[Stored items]

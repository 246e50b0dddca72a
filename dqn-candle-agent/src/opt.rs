//! Optimizers.
use anyhow::{anyhow, Context, Result};
use candle_core::{backprop::GradStore, safetensors, DType, Device, Tensor, Var};
use log::info;
use serde::{Deserialize, Serialize};
use std::{collections::HashMap, path::Path};

/// Configuration of optimizer for training neural networks in an RL agent.
#[derive(Debug, Clone, Deserialize, Serialize, PartialEq)]
pub enum OptimizerConfig {
    /// Adam optimizer.
    Adam {
        /// Learning rate.
        lr: f64,
        #[serde(default = "default_beta1")]
        /// Decay rate of the first moment.
        beta1: f64,
        #[serde(default = "default_beta2")]
        /// Decay rate of the second moment.
        beta2: f64,
        #[serde(default = "default_eps")]
        /// Term added to the denominator.
        eps: f64,
    },
}

fn default_beta1() -> f64 {
    0.9
}

fn default_beta2() -> f64 {
    0.999
}

fn default_eps() -> f64 {
    1.5e-4
}

impl OptimizerConfig {
    /// Constructs the optimizer over named variables.
    pub fn build(&self, vars: Vec<(String, Var)>) -> Result<Adam> {
        match &self {
            OptimizerConfig::Adam {
                lr,
                beta1,
                beta2,
                eps,
            } => {
                let params = ParamsAdam {
                    lr: *lr,
                    beta1: *beta1,
                    beta2: *beta2,
                    eps: *eps,
                };
                Adam::new(vars, params)
            }
        }
    }

    /// Override learning rate.
    pub fn learning_rate(self, lr: f64) -> Self {
        match self {
            Self::Adam {
                lr: _,
                beta1,
                beta2,
                eps,
            } => Self::Adam {
                lr,
                beta1,
                beta2,
                eps,
            },
        }
    }
}

impl Default for OptimizerConfig {
    fn default() -> Self {
        Self::Adam {
            lr: 0.0000625,
            beta1: default_beta1(),
            beta2: default_beta2(),
            eps: default_eps(),
        }
    }
}

/// Parameters of [`Adam`].
#[derive(Debug, Clone, Copy, PartialEq)]
pub struct ParamsAdam {
    /// Learning rate.
    pub lr: f64,

    /// Decay rate of the first moment.
    pub beta1: f64,

    /// Decay rate of the second moment.
    pub beta2: f64,

    /// Term added to the denominator.
    pub eps: f64,
}

/// Adam optimizer whose moment estimates can be saved and restored.
///
/// Variables are identified by name, so the state of one agent can be loaded
/// into another agent built from the same model configuration.
pub struct Adam {
    vars: Vec<(String, Var)>,
    first_moments: Vec<Tensor>,
    second_moments: Vec<Tensor>,
    step_t: usize,
    params: ParamsAdam,
}

impl Adam {
    /// Creates the optimizer with zero moments.
    pub fn new(vars: Vec<(String, Var)>, params: ParamsAdam) -> Result<Self> {
        let vars = vars
            .into_iter()
            .filter(|(_, var)| var.dtype().is_float())
            .collect::<Vec<_>>();
        let first_moments = vars
            .iter()
            .map(|(_, var)| var.as_tensor().zeros_like())
            .collect::<candle_core::Result<Vec<_>>>()?;
        let second_moments = vars
            .iter()
            .map(|(_, var)| var.as_tensor().zeros_like())
            .collect::<candle_core::Result<Vec<_>>>()?;

        Ok(Self {
            vars,
            first_moments,
            second_moments,
            step_t: 0,
            params,
        })
    }

    /// Returns the number of steps taken.
    pub fn step_count(&self) -> usize {
        self.step_t
    }

    /// Updates the variables with the given gradients.
    pub fn step(&mut self, grads: &GradStore) -> Result<()> {
        self.step_t += 1;
        let ParamsAdam {
            lr,
            beta1,
            beta2,
            eps,
        } = self.params;
        let scale_m = 1f64 / (1f64 - beta1.powi(self.step_t as i32));
        let scale_v = 1f64 / (1f64 - beta2.powi(self.step_t as i32));

        for (((_, var), m), v) in self
            .vars
            .iter()
            .zip(self.first_moments.iter_mut())
            .zip(self.second_moments.iter_mut())
        {
            let theta = var.as_tensor();
            if let Some(g) = grads.get(theta) {
                let next_m = ((&*m * beta1)? + (g * (1.0 - beta1))?)?;
                let next_v = ((&*v * beta2)? + (g.sqr()? * (1.0 - beta2))?)?;
                let m_hat = (&next_m * scale_m)?;
                let v_hat = (&next_v * scale_v)?;
                let delta = (m_hat * lr)?.div(&(v_hat.sqrt()? + eps)?)?;
                var.set(&theta.sub(&delta)?)?;
                *m = next_m;
                *v = next_v;
            }
        }

        Ok(())
    }

    /// Saves the moments and the step count as safetensors.
    pub fn save<T: AsRef<Path>>(&self, path: T) -> Result<()> {
        let mut tensors = HashMap::new();
        for (((name, _), m), v) in self
            .vars
            .iter()
            .zip(self.first_moments.iter())
            .zip(self.second_moments.iter())
        {
            tensors.insert(format!("m.{}", name), m.clone());
            tensors.insert(format!("v.{}", name), v.clone());
        }
        tensors.insert(
            "step".to_string(),
            Tensor::new(&[self.step_t as u32], &Device::Cpu)?,
        );
        safetensors::save(&tensors, path.as_ref())?;
        info!("Save optimizer state to {:?}", path.as_ref());
        Ok(())
    }

    /// Loads the moments and the step count saved with [`Adam::save`].
    pub fn load<T: AsRef<Path>>(&mut self, path: T) -> Result<()> {
        let mut tensors = safetensors::load(path.as_ref(), &Device::Cpu)?;

        for (((name, var), m), v) in self
            .vars
            .iter()
            .zip(self.first_moments.iter_mut())
            .zip(self.second_moments.iter_mut())
        {
            let mut take = |key: String| -> Result<Tensor> {
                let t = tensors
                    .remove(&key)
                    .with_context(|| format!("{} is missing in the optimizer state", key))?;
                if t.dims() != var.dims() {
                    return Err(anyhow!(
                        "Shape mismatch of {}: {:?} != {:?}",
                        key,
                        t.dims(),
                        var.dims()
                    ));
                }
                Ok(t.to_dtype(var.dtype())?.to_device(var.device())?)
            };
            *m = take(format!("m.{}", name))?;
            *v = take(format!("v.{}", name))?;
        }

        let step = tensors
            .get("step")
            .context("step is missing in the optimizer state")?
            .to_dtype(DType::U32)?
            .to_vec1::<u32>()?;
        self.step_t = *step.first().context("step is empty")? as usize;
        info!("Load optimizer state from {:?}", path.as_ref());
        Ok(())
    }
}

#[cfg(test)]
mod tests {
    use super::*;
    use tempdir::TempDir;

    fn quadratic_loss(x: &Var) -> Result<Tensor> {
        // (x - 3)^2 summed
        Ok(x.as_tensor().affine(1.0, -3.0)?.sqr()?.sum_all()?)
    }

    #[test]
    fn test_adam_minimizes_quadratic() -> Result<()> {
        let x = Var::from_slice(&[0f32, 10.0], (2,), &Device::Cpu)?;
        let config = OptimizerConfig::default().learning_rate(0.1);
        let mut opt = config.build(vec![("x".to_string(), x.clone())])?;
        let loss0 = quadratic_loss(&x)?.to_scalar::<f32>()?;

        for _ in 0..200 {
            let grads = quadratic_loss(&x)?.backward()?;
            opt.step(&grads)?;
        }

        let loss = quadratic_loss(&x)?.to_scalar::<f32>()?;
        assert!(loss < loss0 * 0.01);
        assert_eq!(opt.step_count(), 200);
        Ok(())
    }

    #[test]
    fn test_first_step_moves_by_lr() -> Result<()> {
        // With bias correction, the first update is lr * g / (|g| + eps).
        let x = Var::from_slice(&[1f32], (1,), &Device::Cpu)?;
        let mut opt = OptimizerConfig::default()
            .learning_rate(0.01)
            .build(vec![("x".to_string(), x.clone())])?;
        let grads = quadratic_loss(&x)?.backward()?;
        opt.step(&grads)?;

        let x1 = x.as_tensor().to_vec1::<f32>()?[0];
        assert!((x1 - 1.01).abs() < 1e-4);
        Ok(())
    }

    #[test]
    fn test_save_and_load_state() -> Result<()> {
        let dir = TempDir::new("adam_state")?;
        let path = dir.path().join("opt.safetensors");
        let x = Var::from_slice(&[0f32, 10.0], (2,), &Device::Cpu)?;
        let mut opt = OptimizerConfig::default().build(vec![("x".to_string(), x.clone())])?;
        for _ in 0..3 {
            let grads = quadratic_loss(&x)?.backward()?;
            opt.step(&grads)?;
        }
        opt.save(&path)?;

        let y = Var::from_slice(&[0f32, 10.0], (2,), &Device::Cpu)?;
        let mut opt2 = OptimizerConfig::default().build(vec![("x".to_string(), y)])?;
        opt2.load(&path)?;

        assert_eq!(opt2.step_count(), 3);
        assert_eq!(
            opt2.first_moments[0].to_vec1::<f32>()?,
            opt.first_moments[0].to_vec1::<f32>()?
        );
        assert_eq!(
            opt2.second_moments[0].to_vec1::<f32>()?,
            opt.second_moments[0].to_vec1::<f32>()?
        );
        Ok(())
    }

    #[test]
    fn test_load_rejects_other_variables() -> Result<()> {
        let dir = TempDir::new("adam_state_mismatch")?;
        let path = dir.path().join("opt.safetensors");
        let x = Var::from_slice(&[0f32, 10.0], (2,), &Device::Cpu)?;
        OptimizerConfig::default()
            .build(vec![("x".to_string(), x)])?
            .save(&path)?;

        let y = Var::from_slice(&[0f32], (1,), &Device::Cpu)?;
        let mut opt = OptimizerConfig::default().build(vec![("y".to_string(), y)])?;
        assert!(opt.load(&path).is_err());
        Ok(())
    }
}
//! Core functionalities.
mod action_space;
mod agent;
mod env;
mod policy;
mod step;
pub use action_space::ActionSpace;
pub use agent::Agent;
pub use env::Env;
pub use policy::{Configurable, Policy};
use std::fmt::Debug;
pub use step::{Info, Step};

/// An observation of an environment.
///
/// Observations are stored by value in the replay memory, so cloning one must
/// produce an independent copy.
pub trait Obs: Clone + Debug {}
use crate::{
    model::SubModel,
    util::{hard_update, OutDim},
};
use anyhow::{anyhow, Context, Result};
use candle_core::{DType, Device, Tensor, Var};
use candle_nn::{VarBuilder, VarMap};
use log::info;
use serde::{de::DeserializeOwned, Serialize};
use std::path::Path;

/// Action-value network with its own [`VarMap`].
///
/// The behavior and the target networks of [`Dqn`](super::Dqn) are two
/// instances built from the same configuration.
pub struct DqnModel<Q>
where
    Q: SubModel<Input = Tensor, Output = Tensor>,
    Q::Config: DeserializeOwned + Serialize + OutDim + Clone,
{
    varmap: VarMap,

    // Action-value function
    q: Q,
}

impl<Q> DqnModel<Q>
where
    Q: SubModel<Input = Tensor, Output = Tensor>,
    Q::Config: DeserializeOwned + Serialize + OutDim + Clone,
{
    /// Constructs [`DqnModel`] with freshly initialized parameters.
    pub fn build(q_config: Option<Q::Config>, device: Device) -> Result<Self> {
        let q_config = q_config.context("model_config is not set.")?;
        let varmap = VarMap::new();
        let q = {
            let vb = VarBuilder::from_varmap(&varmap, DType::F32, &device);
            Q::build(vb, q_config)?
        };

        Ok(Self { varmap, q })
    }

    /// Outputs the action-values of a batch of observations.
    pub fn forward(&self, obs: &Tensor) -> Result<Tensor> {
        self.q.forward(obs)
    }

    /// Returns the trainable variables with their names, sorted by name.
    pub fn parameters(&self) -> Result<Vec<(String, Var)>> {
        let data = self
            .varmap
            .data()
            .lock()
            .map_err(|_| anyhow!("Failed to lock the variables"))?;
        let mut vars = data
            .iter()
            .map(|(name, var)| (name.clone(), var.clone()))
            .collect::<Vec<_>>();
        vars.sort_by(|a, b| a.0.cmp(&b.0));
        Ok(vars)
    }

    /// Returns the trainable variables sorted by name.
    pub fn vars(&self) -> Result<Vec<Var>> {
        Ok(self.parameters()?.into_iter().map(|(_, v)| v).collect())
    }

    /// Copies the parameter values of `src` into this network.
    pub fn load_parameters_from(&mut self, src: &Self) -> Result<()> {
        hard_update(&self.varmap, &src.varmap)
    }

    pub fn save<T: AsRef<Path>>(&self, path: T) -> Result<()> {
        self.varmap.save(&path)?;
        info!("Save dqnmodel to {:?}", path.as_ref());
        Ok(())
    }

    pub fn load<T: AsRef<Path>>(&mut self, path: T) -> Result<()> {
        self.varmap.load(&path)?;
        info!("Load dqnmodel from {:?}", path.as_ref());
        Ok(())
    }
}

#[cfg(test)]
mod tests {
    use super::*;
    use crate::mlp::{Mlp, MlpConfig};

    fn model() -> Result<DqnModel<Mlp>> {
        DqnModel::<Mlp>::build(Some(MlpConfig::new(3, vec![8], 2, false)), Device::Cpu)
    }

    #[test]
    fn test_build_requires_model_config() {
        assert!(DqnModel::<Mlp>::build(None, Device::Cpu).is_err());
    }

    #[test]
    fn test_load_parameters_from() -> Result<()> {
        let src = model()?;
        let mut dest = model()?;
        let xs = Tensor::new(&[[0.5f32, -1.0, 2.0]], &Device::Cpu)?;

        dest.load_parameters_from(&src)?;
        assert_eq!(
            dest.forward(&xs)?.to_vec2::<f32>()?,
            src.forward(&xs)?.to_vec2::<f32>()?
        );

        // Parameters are copied, not shared.
        for (_, var) in src.parameters()? {
            var.set(&var.as_tensor().zeros_like()?)?;
        }
        assert_ne!(
            dest.forward(&xs)?.to_vec2::<f32>()?,
            src.forward(&xs)?.to_vec2::<f32>()?
        );
        Ok(())
    }
}
//! Types and traits for recording training metrics.
//!
//! # Core Components
//!
//! * [`Record`] - A container for key-value pairs of various data types
//! * [`RecordValue`] - An enum of the values that can be stored
//! * [`Recorder`] - A trait for writing records to some destination
//! * [`BufferedRecorder`] - A recorder that keeps records in memory
//! * [`NullRecorder`] - A recorder that discards all records
//!
//! # Basic Usage
//!
//! ```rust
//! use dqn_core::record::{Record, RecordValue};
//!
//! // following values are obtained with some process in reality
//! let episode = 1;
//! let reward = -1f32;
//!
//! let mut record = Record::empty();
//! record.insert("episode", RecordValue::Scalar(episode as f32));
//! record.insert("Train/Episode Reward", RecordValue::Scalar(reward));
//! ```
//!
//! The [`Trainer`](crate::Trainer) writes one record per episode. Its `"episode"`
//! entry is the step key used by recorders that need an x-axis.
mod base;
mod buffered_recorder;
mod null_recorder;
mod recorder;

pub use base::{Record, RecordValue};
pub use buffered_recorder::BufferedRecorder;
pub use null_recorder::NullRecorder;
pub use recorder::Recorder;
use super::{Record, Recorder};

/// Buffered recorder.
///
/// Keeps every written record in memory, in order.
#[derive(Default)]
pub struct BufferedRecorder {
    buf: Vec<Record>,
}

impl BufferedRecorder {
    /// Construct the recorder.
    pub fn new() -> Self {
        Self {
            buf: Vec::default(),
        }
    }

    /// Returns an iterator over the records.
    pub fn iter(&self) -> std::slice::Iter<'_, Record> {
        self.buf.iter()
    }

    /// Returns the number of records.
    pub fn len(&self) -> usize {
        self.buf.len()
    }

    /// Returns `true` if nothing has been written.
    pub fn is_empty(&self) -> bool {
        self.buf.is_empty()
    }
}

impl Recorder for BufferedRecorder {
    /// Write a [`Record`] to the buffer.
    fn write(&mut self, record: Record) {
        self.buf.push(record);
    }
}
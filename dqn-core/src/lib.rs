#![warn(missing_docs)]
//! Core components of deep Q-learning with experience replay.
//!
//! This crate is independent of any tensor backend. It provides:
//!
//! * the interfaces between an environment, a policy and a learning agent
//!   ([`Env`], [`Policy`], [`Agent`]),
//! * a bounded replay memory of [`Transition`]s with uniform sampling
//!   ([`ReplayMemory`]),
//! * a linearly decaying exploration rate ([`ExplorationSchedule`]),
//! * the episode-driven training loop ([`Trainer`]) and the evaluation loop
//!   ([`DefaultEvaluator`]),
//! * key-value records for logging metrics ([`record`]).
//!
//! Neural networks live in a separate crate; the core only talks to them through
//! [`Agent`].
pub mod dummy;
pub mod error;
pub mod record;

mod base;
pub use base::{ActionSpace, Agent, Configurable, Env, Info, Obs, Policy, Step};

mod replay_memory;
pub use replay_memory::{ReplayMemory, ReplayMemoryConfig, Transition, TransitionBatch};

mod exploration;
pub use exploration::{ExplorationSchedule, ExplorationScheduleConfig};

mod evaluator;
pub use evaluator::{DefaultEvaluator, Evaluator};

mod trainer;
pub use trainer::{Trainer, TrainerConfig, TrainingPhase, TrainingSession};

■ **Activity**
Filter the entries by the string "super" and copy each matching line.

■ **Result for this exercise**
    use super::*;
/// The behavior and the target networks of [`Dqn`](super::Dqn) are two
    use super::*;
use super::{Record, Recorder};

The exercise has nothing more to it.